Мандельштам упорно добивался, чтобы, сойдясь с ним, я стала соучастницей его судьбы и тревоги, особенно сильной не в конце жизни, когда все стало ясно, а в двадцатых годах (до "Четвертой прозы", написанной зимой 1929 года), потому что будущее еще смутно маячило, и он то обретал, то терял надежду, что люди опомнятся, очнутся, наладят жизнь, остановят братоубийство и кровопролитие. Иногда он начинал сомневаться в собственном зрении: уж не его ли ошибка, что он все видит не так, как огромные толпы? Но чаще он сознавал - и об этом есть в стихах, - что только потоки крови принесут исцеление и кто-то "своею кровью склеит двух столетий позвонки"... "На пороге новых дней" он чувствовал себя "захребетником", который трепещет и не может примириться с действительностью.
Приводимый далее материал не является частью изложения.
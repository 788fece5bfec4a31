//! Head orientation integration.
//!
//! The tracker itself (camera capture, face landmarks, pose solving) lives
//! outside this crate; it is consumed through [`OrientationSource`] as a bare
//! 3×3 rotation matrix, or `None` when there is no signal. This module owns
//! the raw/offset matrix pair, the recenter debounce and the pure angle
//! extraction helpers.
//!
//! Matrix convention: right-handed, camera space (Y down, Z into the scene).
//! `m(r, c)` below means row `r`, column `c`.

use glam::{Mat3, Vec3};
use std::sync::Mutex;
use std::time::Instant;

/// External supplier of the head pose, polled once per orientation tick.
pub trait OrientationSource: Send + Sync {
    /// Returns the current raw rotation matrix, or `None` when the tracker
    /// has no signal (no face in frame, camera gone).
    fn poll_orientation(&self) -> Option<Mat3>;
}

/// Forward-facing orientation in the tracker's camera convention.
pub fn default_orientation() -> Mat3 {
    Mat3::from_diagonal(Vec3::new(1.0, -1.0, -1.0))
}

struct TrackerState {
    raw: Mat3,
    offset: Mat3,
    lost_since: Option<Instant>,
}

/// Debounced head-orientation state: calibration offset composed with the
/// raw tracked rotation, falling back to [`default_orientation`] after
/// continuous tracking loss exceeds the recenter timeout.
///
/// All reads hand out owned matrices; the inner lock is never exposed.
pub struct HeadTracker {
    state: Mutex<TrackerState>,
    recenter_timeout: std::time::Duration,
}

impl HeadTracker {
    pub fn new(recenter_timeout: std::time::Duration) -> Self {
        Self {
            state: Mutex::new(TrackerState {
                raw: default_orientation(),
                offset: Mat3::IDENTITY,
                lost_since: None,
            }),
            recenter_timeout,
        }
    }

    /// Records one poll result. A good sample replaces the raw matrix and
    /// clears any loss timer; a missed sample only starts the timer, so the
    /// last good matrix keeps being served until the timeout elapses.
    pub fn observe(&self, sample: Option<Mat3>) {
        self.observe_at(sample, Instant::now());
    }

    pub fn observe_at(&self, sample: Option<Mat3>, at: Instant) {
        let mut state = self.state.lock().unwrap();
        match sample {
            Some(raw) => {
                if state.lost_since.take().is_some() {
                    log::debug!("tracking signal recovered");
                }
                state.raw = raw;
            }
            None => {
                if state.lost_since.is_none() {
                    log::debug!("tracking signal lost, starting recenter timer");
                    state.lost_since = Some(at);
                }
            }
        }
    }

    /// Effective orientation: offset ∘ raw, or the default forward-facing
    /// matrix once tracking has been lost for at least the recenter timeout.
    pub fn effective(&self) -> Mat3 {
        self.effective_at(Instant::now())
    }

    pub fn effective_at(&self, at: Instant) -> Mat3 {
        let state = self.state.lock().unwrap();
        if Self::lost_expired(&state, self.recenter_timeout, at) {
            default_orientation()
        } else {
            state.offset * state.raw
        }
    }

    /// Whether the effective orientation has fallen back to the default.
    pub fn recentered(&self) -> bool {
        self.recentered_at(Instant::now())
    }

    pub fn recentered_at(&self, at: Instant) -> bool {
        let state = self.state.lock().unwrap();
        Self::lost_expired(&state, self.recenter_timeout, at)
    }

    fn lost_expired(
        state: &TrackerState,
        timeout: std::time::Duration,
        at: Instant,
    ) -> bool {
        state
            .lost_since
            .is_some_and(|since| at.saturating_duration_since(since) >= timeout)
    }

    /// Captures the current pose as the new calibration zero: the offset
    /// becomes the negated transpose of the current effective matrix, so
    /// that the pose held during calibration maps to facing forward.
    pub fn calibrate(&self) {
        let mut state = self.state.lock().unwrap();
        let current = state.offset * state.raw;
        state.offset = -current.transpose();
        log::info!("orientation calibrated, offset yaw {:.1}°", -yaw_degrees(&state.offset));
    }

    pub fn reset_offset(&self) {
        self.state.lock().unwrap().offset = Mat3::IDENTITY;
    }

    pub fn offset(&self) -> Mat3 {
        self.state.lock().unwrap().offset
    }

    pub fn set_offset(&self, offset: Mat3) {
        self.state.lock().unwrap().offset = offset;
    }

    /// Yaw of the calibration offset, sign-flipped for display (the UI shows
    /// where the camera sits relative to the listener).
    pub fn offset_yaw(&self) -> f32 {
        -yaw_degrees(&self.offset())
    }
}

fn element(m: &Mat3, row: usize, col: usize) -> f32 {
    m.col(col)[row]
}

/// Yaw in degrees, aerospace-sequence extraction.
pub fn yaw_degrees(m: &Mat3) -> f32 {
    let m20 = element(m, 2, 0);
    let m10 = element(m, 1, 0);
    let m00 = element(m, 0, 0);
    (-m20).atan2(m10.hypot(m00)).to_degrees()
}

/// Pitch in degrees.
pub fn pitch_degrees(m: &Mat3) -> f32 {
    let m21 = element(m, 2, 1);
    let m20 = element(m, 2, 0);
    m21.atan2((1.0 - m20 * m20).sqrt()).to_degrees()
}

/// Roll in degrees.
pub fn roll_degrees(m: &Mat3) -> f32 {
    let m10 = element(m, 1, 0);
    let m00 = element(m, 0, 0);
    m10.atan2(m00).to_degrees()
}

#[cfg(test)]
mod tests {
    use super::*;
    use approx::assert_relative_eq;
    use std::time::Duration;

    fn yaw_rotation(degrees: f32) -> Mat3 {
        // Rotation about the camera's Y (down) axis
        Mat3::from_rotation_y(degrees.to_radians())
    }

    #[test]
    fn identity_has_zero_angles() {
        let m = Mat3::IDENTITY;
        assert_relative_eq!(yaw_degrees(&m), 0.0);
        assert_relative_eq!(pitch_degrees(&m), 0.0);
        assert_relative_eq!(roll_degrees(&m), 0.0);
    }

    #[test]
    fn yaw_extraction_matches_rotation_angle() {
        // from_rotation_y(θ) has m(2,0) = -sin θ, so the extracted yaw is θ
        for angle in [-60.0_f32, -15.0, 10.0, 45.0] {
            let m = yaw_rotation(angle);
            assert_relative_eq!(yaw_degrees(&m), angle, epsilon = 1e-4);
        }
    }

    #[test]
    fn roll_extraction_matches_rotation_angle() {
        let m = Mat3::from_rotation_z(30.0_f32.to_radians());
        assert_relative_eq!(roll_degrees(&m), 30.0, epsilon = 1e-4);
    }

    #[test]
    fn good_sample_replaces_raw_matrix() {
        let tracker = HeadTracker::new(Duration::from_secs(10));
        let pose = yaw_rotation(20.0);
        tracker.observe(Some(pose));
        let effective = tracker.effective();
        assert_relative_eq!(effective.col(0).x, pose.col(0).x, epsilon = 1e-6);
    }

    #[test]
    fn loss_shorter_than_timeout_keeps_last_good_matrix() {
        let timeout = Duration::from_secs(10);
        let tracker = HeadTracker::new(timeout);
        let start = Instant::now();
        let pose = yaw_rotation(20.0);

        tracker.observe_at(Some(pose), start);
        for i in 1..5 {
            tracker.observe_at(None, start + Duration::from_secs(i));
        }

        let just_before = start + timeout - Duration::from_millis(1);
        assert!(!tracker.recentered_at(just_before));
        let effective = tracker.effective_at(just_before);
        assert_relative_eq!(effective.col(0).x, pose.col(0).x, epsilon = 1e-6);
    }

    #[test]
    fn loss_spanning_timeout_falls_back_to_default() {
        let timeout = Duration::from_secs(10);
        let tracker = HeadTracker::new(timeout);
        let start = Instant::now();

        tracker.observe_at(Some(yaw_rotation(20.0)), start);
        tracker.observe_at(None, start + Duration::from_secs(1));

        let after = start + Duration::from_secs(1) + timeout;
        assert!(tracker.recentered_at(after));
        assert_eq!(tracker.effective_at(after), default_orientation());
    }

    #[test]
    fn recovery_clears_the_loss_timer() {
        let timeout = Duration::from_secs(10);
        let tracker = HeadTracker::new(timeout);
        let start = Instant::now();

        tracker.observe_at(None, start);
        tracker.observe_at(Some(yaw_rotation(5.0)), start + Duration::from_secs(9));
        assert!(!tracker.recentered_at(start + Duration::from_secs(30)));
    }

    #[test]
    fn calibration_cancels_the_current_pose() {
        let tracker = HeadTracker::new(Duration::from_secs(10));
        tracker.observe(Some(yaw_rotation(25.0)));
        tracker.calibrate();

        // With the freshly captured offset, the same raw pose should come
        // out near forward-facing (zero yaw) up to the sign flip baked into
        // the calibration transform.
        let effective = tracker.effective();
        assert_relative_eq!(yaw_degrees(&effective).abs(), 0.0, epsilon = 1e-3);
    }

    #[test]
    fn reset_offset_returns_to_identity() {
        let tracker = HeadTracker::new(Duration::from_secs(10));
        tracker.observe(Some(yaw_rotation(25.0)));
        tracker.calibrate();
        tracker.reset_offset();
        assert_eq!(tracker.offset(), Mat3::IDENTITY);
    }
}
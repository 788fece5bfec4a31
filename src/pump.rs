//! Streaming audio pump.
//!
//! Pulls fixed-size frames of interleaved PCM from the capture source,
//! demultiplexes them per channel and feeds the backend's buffer rings,
//! recovering stalled sources along the way. Runs on its own thread for the
//! lifetime of a session; the only blocking points are the capture read and
//! the backend lock.

use crate::backend::AudioBackend;
use crate::capture::CaptureSource;
use crate::events::SessionEvent;
use crossbeam_channel::Sender;
use std::sync::atomic::{AtomicBool, Ordering};
use std::sync::{Arc, Mutex};

/// Runs the pump loop until the stop flag is set or the capture stream ends.
///
/// Per iteration:
/// 1. blocking read of one frame; an empty read is a clean end of session;
/// 2. a frame bit-identical to the previous one is dropped entirely — the
///    capture path pads underruns with repeats of stale silence, and
///    resubmitting them would double up the already-queued audio. Exact
///    whole-frame byte equality is the contract, nothing fuzzier;
/// 3. demultiplex and, per channel, refill **at most one** finished buffer
///    no matter how many are reported processed, bounding latency growth;
/// 4. per channel, reissue play on any source found neither playing nor
///    paused (queue ran dry).
///
/// On exit the capture transport is shut down (terminated and reaped).
pub fn run(
    mut capture: Box<dyn CaptureSource>,
    backend: Arc<Mutex<dyn AudioBackend>>,
    channels: usize,
    frame_bytes: usize,
    stop: Arc<AtomicBool>,
    events: Sender<SessionEvent>,
) {
    let mut frame = vec![0u8; frame_bytes];
    let mut previous: Option<Vec<u8>> = None;

    log::info!(
        "pump running: {} channels, {} bytes per frame",
        channels,
        frame_bytes
    );

    while !stop.load(Ordering::Relaxed) {
        let read = match capture.read_frame(&mut frame) {
            Ok(0) => {
                log::info!("capture stream ended");
                let _ = events.send(SessionEvent::CaptureEnded);
                break;
            }
            Ok(n) => n,
            Err(e) => {
                log::error!("capture read failed: {}", e);
                let _ = events.send(SessionEvent::CaptureEnded);
                break;
            }
        };

        let data = &frame[..read];
        if previous.as_deref() == Some(data) {
            // Duplicate/silence-fill artifact of the capture path; leave the
            // queued audio draining instead of resubmitting it.
            continue;
        }
        previous = Some(data.to_vec());

        let samples: Vec<i16> = data
            .chunks_exact(2)
            .map(|pair| i16::from_le_bytes([pair[0], pair[1]]))
            .collect();

        let Ok(mut backend) = backend.lock() else {
            log::error!("backend lock poisoned, pump exiting");
            break;
        };

        for channel in 0..channels {
            let channel_samples: Vec<i16> =
                samples.iter().skip(channel).step_by(channels).copied().collect();

            match backend.processed_count(channel) {
                Ok(count) if count >= 1 => {
                    if let Err(e) = backend.refill_one(channel, &channel_samples) {
                        log::warn!("refill failed on channel {}: {}", channel, e);
                    }
                }
                Ok(_) => {}
                Err(e) => log::warn!("processed query failed on channel {}: {}", channel, e),
            }

            // Sometimes a source needs to be restarted after its queue ran dry.
            match backend.source_state(channel) {
                Ok(state) if state.is_stalled() => {
                    log::debug!("channel {} stalled, reissuing play", channel);
                    if let Err(e) = backend.play(channel) {
                        log::warn!("play reissue failed on channel {}: {}", channel, e);
                    } else {
                        let _ = events.send(SessionEvent::StallRecovered { channel });
                    }
                }
                Ok(_) => {}
                Err(e) => log::warn!("state query failed on channel {}: {}", channel, e),
            }
        }
    }

    capture.shutdown();
    log::info!("pump stopped");
}
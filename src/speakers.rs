//! Speaker configuration store.
//!
//! The table is mutated by the UI at any time and read continuously by the
//! engine loops, so all access goes through an `RwLock` and readers take
//! owned snapshots. Multi-field records are never read torn.

use crate::layout::SurroundLayout;
use std::collections::HashMap;
use std::sync::RwLock;
use std::sync::atomic::{AtomicBool, Ordering};

/// One named speaker slot in the active surround layout.
///
/// Angle sign convention: negative = left of forward, positive = right.
/// `min_angle`/`max_angle` bound the adjustable range; magnitudes are what
/// the UI slider spans, the sign is fixed per slot.
#[derive(Debug, Clone, PartialEq)]
pub struct SpeakerChannel {
    pub name: String,
    /// Volume in percent, 0–100
    pub volume: u8,
    /// Placement angle in signed degrees
    pub angle: i32,
    pub min_angle: i32,
    pub max_angle: i32,
}

impl SpeakerChannel {
    pub fn new(name: &str, volume: u8, angle: i32, min_angle: i32, max_angle: i32) -> Self {
        Self {
            name: name.to_string(),
            volume,
            angle,
            min_angle,
            max_angle,
        }
    }

    /// Whether the slot's angle is adjustable at all (the center speaker
    /// is pinned to 0°).
    pub fn adjustable(&self) -> bool {
        self.min_angle.abs() < self.max_angle.abs()
    }
}

/// Shared, lock-guarded mapping of speaker names to their parameters.
pub struct SpeakerTable {
    channels: RwLock<HashMap<String, SpeakerChannel>>,
    /// When set, edits to a left/right speaker are applied to its mirror
    /// counterpart as well (magnitude copied, sign kept per slot).
    mirroring: AtomicBool,
}

impl SpeakerTable {
    /// Builds a table with the stock parameters for every known speaker slot.
    pub fn with_defaults() -> Self {
        let defaults = [
            SpeakerChannel::new("Front left", 100, -35, -20, -70),
            SpeakerChannel::new("Front right", 100, 35, 20, 70),
            SpeakerChannel::new("Front center", 100, 0, 0, 0),
            SpeakerChannel::new("Rear left", 50, -130, -90, -160),
            SpeakerChannel::new("Rear right", 50, 130, 90, 160),
        ];
        let channels = defaults
            .into_iter()
            .map(|speaker| (speaker.name.clone(), speaker))
            .collect();
        Self {
            channels: RwLock::new(channels),
            mirroring: AtomicBool::new(true),
        }
    }

    pub fn set_mirroring(&self, enabled: bool) {
        self.mirroring.store(enabled, Ordering::Relaxed);
    }

    pub fn mirroring(&self) -> bool {
        self.mirroring.load(Ordering::Relaxed)
    }

    /// Sets a speaker's volume, clamped to 0–100. Mirrors to the left/right
    /// counterpart when mirroring is enabled.
    pub fn set_volume(&self, name: &str, volume: u8) {
        let volume = volume.min(100);
        let mirror = self.mirror_name(name);
        let mut channels = self.channels.write().unwrap();
        if let Some(speaker) = channels.get_mut(name) {
            speaker.volume = volume;
        }
        if let Some(mirror) = mirror {
            if let Some(speaker) = channels.get_mut(&mirror) {
                speaker.volume = volume;
            }
        }
    }

    /// Sets a speaker's angle. The magnitude is clamped into the slot's
    /// [|min|, |max|] range and the slot's sign convention is preserved, so
    /// passing either `30` or `-30` for "Front left" lands on `-30`.
    pub fn set_angle(&self, name: &str, angle: i32) {
        let mirror = self.mirror_name(name);
        let mut channels = self.channels.write().unwrap();
        if let Some(speaker) = channels.get_mut(name) {
            speaker.angle = clamp_angle(speaker, angle);
        }
        if let Some(mirror) = mirror {
            if let Some(speaker) = channels.get_mut(&mirror) {
                speaker.angle = clamp_angle(speaker, angle);
            }
        }
    }

    /// Replaces a slot's volume and angle wholesale (used when restoring
    /// persisted settings; no mirroring, no clamping beyond volume).
    pub fn restore(&self, name: &str, volume: u8, angle: i32) {
        let mut channels = self.channels.write().unwrap();
        if let Some(speaker) = channels.get_mut(name) {
            speaker.volume = volume.min(100);
            speaker.angle = angle;
        }
    }

    pub fn get(&self, name: &str) -> Option<SpeakerChannel> {
        self.channels.read().unwrap().get(name).cloned()
    }

    /// Owned copy of every slot, keyed by name.
    pub fn snapshot(&self) -> HashMap<String, SpeakerChannel> {
        self.channels.read().unwrap().clone()
    }

    /// Owned copies of the slots used by `layout`, in channel-index order.
    /// Slots missing from the table are skipped (cannot happen with the
    /// stock table, which covers every layout).
    pub fn ordered_for(&self, layout: SurroundLayout) -> Vec<SpeakerChannel> {
        let channels = self.channels.read().unwrap();
        layout
            .speaker_names()
            .iter()
            .filter_map(|name| channels.get(*name).cloned())
            .collect()
    }

    fn mirror_name(&self, name: &str) -> Option<String> {
        if !self.mirroring() {
            return None;
        }
        if name.contains("left") {
            Some(name.replace("left", "right"))
        } else if name.contains("right") {
            Some(name.replace("right", "left"))
        } else {
            None
        }
    }
}

fn clamp_angle(speaker: &SpeakerChannel, requested: i32) -> i32 {
    let lo = speaker.min_angle.abs().min(speaker.max_angle.abs());
    let hi = speaker.min_angle.abs().max(speaker.max_angle.abs());
    let magnitude = requested.abs().clamp(lo, hi);
    if speaker.angle < 0 || (speaker.angle == 0 && speaker.min_angle < 0) {
        -magnitude
    } else {
        magnitude
    }
}

#[cfg(test)]
mod tests {
    use super::*;

    #[test]
    fn defaults_cover_every_layout() {
        let table = SpeakerTable::with_defaults();
        for layout in [
            SurroundLayout::Stereo,
            SurroundLayout::Lcr,
            SurroundLayout::LcrRear,
        ] {
            assert_eq!(table.ordered_for(layout).len(), layout.channels());
        }
    }

    #[test]
    fn volume_clamps_to_percent_range() {
        let table = SpeakerTable::with_defaults();
        table.set_mirroring(false);
        table.set_volume("Front left", 200);
        assert_eq!(table.get("Front left").unwrap().volume, 100);
    }

    #[test]
    fn angle_clamps_into_slot_range_keeping_sign() {
        let table = SpeakerTable::with_defaults();
        table.set_mirroring(false);

        table.set_angle("Front left", 30);
        assert_eq!(table.get("Front left").unwrap().angle, -30);

        table.set_angle("Front left", -5);
        assert_eq!(table.get("Front left").unwrap().angle, -20);

        table.set_angle("Front right", 200);
        assert_eq!(table.get("Front right").unwrap().angle, 70);
    }

    #[test]
    fn mirrored_edit_updates_the_counterpart() {
        let table = SpeakerTable::with_defaults();
        table.set_angle("Front left", 40);
        assert_eq!(table.get("Front left").unwrap().angle, -40);
        assert_eq!(table.get("Front right").unwrap().angle, 40);

        table.set_volume("Rear right", 80);
        assert_eq!(table.get("Rear left").unwrap().volume, 80);

        table.set_mirroring(false);
        table.set_volume("Front left", 10);
        assert_eq!(table.get("Front left").unwrap().volume, 10);
        assert_eq!(table.get("Front right").unwrap().volume, 100);
    }

    #[test]
    fn center_speaker_is_pinned() {
        let table = SpeakerTable::with_defaults();
        assert!(!table.get("Front center").unwrap().adjustable());
        table.set_angle("Front center", 45);
        assert_eq!(table.get("Front center").unwrap().angle, 0);
    }
}
//! Call-recording fakes shared by the unit tests: an audio backend, an audio
//! server, a scripted capture source and a settable orientation source. They
//! let the session's start/stop contracts and the pump's buffer discipline
//! be asserted without a real audio server, device or camera.

use crate::backend::{AudioBackend, SourceState};
use crate::capture::CaptureSource;
use crate::error::{Result, RoomlockError};
use crate::orientation::OrientationSource;
use crate::server::{AudioServer, ModuleId, NullSinkSpec};
use glam::{Mat3, Vec3};
use std::collections::{HashMap, VecDeque};
use std::sync::atomic::{AtomicUsize, Ordering};
use std::sync::{Arc, Mutex};

/// Backend fake recording every property set and buffer operation.
pub(crate) struct MockBackend {
    channels: usize,
    pub gains: Vec<Option<f32>>,
    pub gain_sets: Vec<usize>,
    pub positions: Vec<Option<Vec3>>,
    pub position_sets: Vec<usize>,
    pub listener: Option<(Vec3, Vec3)>,
    pub listener_sets: usize,
    /// Scripted processed-buffer counts; decremented by `refill_one`
    pub processed: Vec<usize>,
    /// Samples handed to `refill_one`, per channel in call order
    pub refills: Vec<Vec<Vec<i16>>>,
    /// Scripted source states; `play` flips a state to `Playing`
    pub states: Vec<SourceState>,
    pub play_calls: Vec<usize>,
}

impl MockBackend {
    pub fn new(channels: usize) -> Self {
        Self {
            channels,
            gains: vec![None; channels],
            gain_sets: vec![0; channels],
            positions: vec![None; channels],
            position_sets: vec![0; channels],
            listener: None,
            listener_sets: 0,
            processed: vec![0; channels],
            refills: vec![Vec::new(); channels],
            states: vec![SourceState::Playing; channels],
            play_calls: vec![0; channels],
        }
    }

    fn check(&self, source: usize) -> Result<()> {
        if source < self.channels {
            Ok(())
        } else {
            Err(RoomlockError::AudioDevice(format!(
                "source {} out of range",
                source
            )))
        }
    }
}

impl AudioBackend for MockBackend {
    fn channels(&self) -> usize {
        self.channels
    }

    fn set_source_gain(&mut self, source: usize, gain: f32) -> Result<()> {
        self.check(source)?;
        self.gains[source] = Some(gain);
        self.gain_sets[source] += 1;
        Ok(())
    }

    fn set_source_position(&mut self, source: usize, position: Vec3) -> Result<()> {
        self.check(source)?;
        self.positions[source] = Some(position);
        self.position_sets[source] += 1;
        Ok(())
    }

    fn set_listener_orientation(&mut self, forward: Vec3, up: Vec3) -> Result<()> {
        self.listener = Some((forward, up));
        self.listener_sets += 1;
        Ok(())
    }

    fn processed_count(&mut self, source: usize) -> Result<usize> {
        self.check(source)?;
        Ok(self.processed[source])
    }

    fn refill_one(&mut self, source: usize, samples: &[i16]) -> Result<()> {
        self.check(source)?;
        if self.processed[source] == 0 {
            return Err(RoomlockError::AudioDevice(format!(
                "source {}: no processed buffer",
                source
            )));
        }
        self.processed[source] -= 1;
        self.refills[source].push(samples.to_vec());
        Ok(())
    }

    fn source_state(&mut self, source: usize) -> Result<SourceState> {
        self.check(source)?;
        Ok(self.states[source])
    }

    fn play(&mut self, source: usize) -> Result<()> {
        self.check(source)?;
        self.states[source] = SourceState::Playing;
        self.play_calls[source] += 1;
        Ok(())
    }
}

/// Capture fake yielding a fixed frame sequence, then end of stream.
pub(crate) struct ScriptedCapture {
    frames: VecDeque<Vec<u8>>,
    frame_bytes: usize,
    shutdowns: Arc<AtomicUsize>,
}

impl ScriptedCapture {
    pub fn new(channels: usize, samples_per_channel: usize, frames: Vec<Vec<u8>>) -> Self {
        Self {
            frames: frames.into(),
            frame_bytes: channels * samples_per_channel * 2,
            shutdowns: Arc::new(AtomicUsize::new(0)),
        }
    }

    pub fn frame_bytes(&self) -> usize {
        self.frame_bytes
    }

    pub fn shutdown_counter(&self) -> Arc<AtomicUsize> {
        self.shutdowns.clone()
    }
}

impl CaptureSource for ScriptedCapture {
    fn read_frame(&mut self, frame: &mut [u8]) -> Result<usize> {
        match self.frames.pop_front() {
            Some(data) => {
                let n = data.len().min(frame.len());
                frame[..n].copy_from_slice(&data[..n]);
                Ok(n)
            }
            None => Ok(0),
        }
    }

    fn shutdown(&mut self) {
        self.shutdowns.fetch_add(1, Ordering::Relaxed);
    }
}

/// Recorded state of the fake audio server, shared with the test through
/// [`MockServer::log`].
#[derive(Default)]
pub(crate) struct ServerLog {
    pub default_sink_history: Vec<String>,
    pub volumes: HashMap<String, f32>,
    pub loaded: Vec<(ModuleId, NullSinkSpec)>,
    pub unloaded: Vec<ModuleId>,
    pub moves: Vec<(String, String)>,
    pub fail_set_default_sink: bool,
    pub fail_load_null_sink: bool,
    pub fail_set_sink_volume: bool,
    pub fail_sink_volume: bool,
    next_module: u32,
}

#[derive(Clone)]
pub(crate) struct MockServer {
    pub log: Arc<Mutex<ServerLog>>,
}

impl MockServer {
    pub fn new() -> Self {
        Self {
            log: Arc::new(Mutex::new(ServerLog::default())),
        }
    }

    pub fn with_volume(self, sink: &str, volume: f32) -> Self {
        self.log
            .lock()
            .unwrap()
            .volumes
            .insert(sink.to_string(), volume);
        self
    }
}

impl AudioServer for MockServer {
    fn set_default_sink(&mut self, sink: &str) -> Result<()> {
        let mut log = self.log.lock().unwrap();
        if log.fail_set_default_sink {
            return Err(RoomlockError::AudioServer("set_default_sink refused".into()));
        }
        log.default_sink_history.push(sink.to_string());
        Ok(())
    }

    fn load_null_sink(&mut self, spec: &NullSinkSpec) -> Result<ModuleId> {
        let mut log = self.log.lock().unwrap();
        if log.fail_load_null_sink {
            return Err(RoomlockError::AudioServer("module load refused".into()));
        }
        log.next_module += 1;
        let id = ModuleId(log.next_module);
        log.loaded.push((id, spec.clone()));
        log.volumes.entry(spec.sink_name.clone()).or_insert(1.0);
        Ok(id)
    }

    fn unload_module(&mut self, module: ModuleId) -> Result<()> {
        self.log.lock().unwrap().unloaded.push(module);
        Ok(())
    }

    fn sink_volume(&mut self, sink: &str) -> Result<f32> {
        let log = self.log.lock().unwrap();
        if log.fail_sink_volume {
            return Err(RoomlockError::AudioServer("volume query refused".into()));
        }
        Ok(log.volumes.get(sink).copied().unwrap_or(1.0))
    }

    fn set_sink_volume(&mut self, sink: &str, volume: f32) -> Result<()> {
        let mut log = self.log.lock().unwrap();
        if log.fail_set_sink_volume {
            return Err(RoomlockError::AudioServer("volume set refused".into()));
        }
        log.volumes.insert(sink.to_string(), volume);
        Ok(())
    }

    fn move_streams_matching(&mut self, media_name: &str, sink: &str) -> Result<()> {
        self.log
            .lock()
            .unwrap()
            .moves
            .push((media_name.to_string(), sink.to_string()));
        Ok(())
    }
}

/// Orientation source returning whatever the test last stored.
pub(crate) struct StaticTracker {
    pose: Mutex<Option<Mat3>>,
}

impl StaticTracker {
    pub fn new(pose: Option<Mat3>) -> Self {
        Self {
            pose: Mutex::new(pose),
        }
    }
}

impl OrientationSource for StaticTracker {
    fn poll_orientation(&self) -> Option<Mat3> {
        *self.pose.lock().unwrap()
    }
}
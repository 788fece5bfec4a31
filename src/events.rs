//! Session events.

/// Notifications emitted by the session's background loops, drained with
/// [`Session::poll_events`](crate::session::Session::poll_events).
#[derive(Debug, Clone, PartialEq, Eq)]
pub enum SessionEvent {
    /// The session reached the streaming state.
    Started,
    /// The session finished tearing down.
    Stopped,
    /// A source was found stopped with data still flowing and playback was
    /// reissued on it.
    StallRecovered { channel: usize },
    /// The capture stream ended and the pump loop exited.
    CaptureEnded,
    /// Tracking loss exceeded the recenter timeout; the listener snapped
    /// back to the default orientation.
    TrackingLost,
    /// Tracking came back after a recenter.
    TrackingRecovered,
}

impl SessionEvent {
    /// Whether the event signals a recovered fault rather than a normal
    /// lifecycle step.
    pub fn is_recovery(&self) -> bool {
        matches!(
            self,
            Self::StallRecovered { .. } | Self::TrackingRecovered
        )
    }
}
Мы были настолько оторваны от мира, что не отдавали себе отчета, насколько сходны процессы, проходящие в разных странах и в разной форме. Та форма, в которой они протекали у нас, была так наглядна, что поглощала все наше внимание. Жизнь как будто налаживалась, многим казалось, что она бьет ключом, но каждый день мы узнавали что-нибудь новое, наводившее ужас и уничтожавшее всякую надежду на исцеление. Должно быть, будущее отбрасывало тень на этот самый идиллический период нашей жизни: революционный террор кончился, на улицах не стреляли, ходили трамваи, открылись магазины и рынки. Прошел слух о больших арестах среди интеллигенции, но к нам забежал проститься Кузьмин-Караваев, участник первого "Цеха" (помнится, это был он), и в восторге рассказал, что всех арестованных выпустили на второй день и отсылают за границу. Он был католиком и решил ехать в Рим - поцеловать туфлю Папе Римскому. Кое-кто не захотел уезжать и сумел отбиться. В такой акции ничего жестокого не было - остракизм самая мягкая мера против инакомыслящих. Большинство утверждало, что совершился перелом и эпоха расстрелов кончилась - немного ссылают в Соловки, но молодое, неокрепшее государство должно обороняться, не то опять пойдет анархия и разруха... "Бросьте свои интеллигентские штучки"...

[138]

Нам рассказывали, что в Соловках ссыльные благоденствуют, работают, исправляются, издают газету... Показывали какие-то издания, поднесенные почетным гостем из главного учреждения. Хозяева гордились таким гостем и распространяли "доверительные сведенья", которые он сообщал за чайным столом. Мандельштам, когда я повторила нечто подобное, сказал, что еще ни разу не видел ссыльного, вернувшегося из Соловков, и пока не увидит, казенным слухам верить не будет. За всю жизнь я не видела ни одного человека, побывавшего в Соловках и уцелевшего. Чем это объяснить?
[1] [2] [3] [4]



Добавить комментарий

  • Обязательные поля обозначены *.

If you have trouble reading the code, click on the code itself to generate a new random code.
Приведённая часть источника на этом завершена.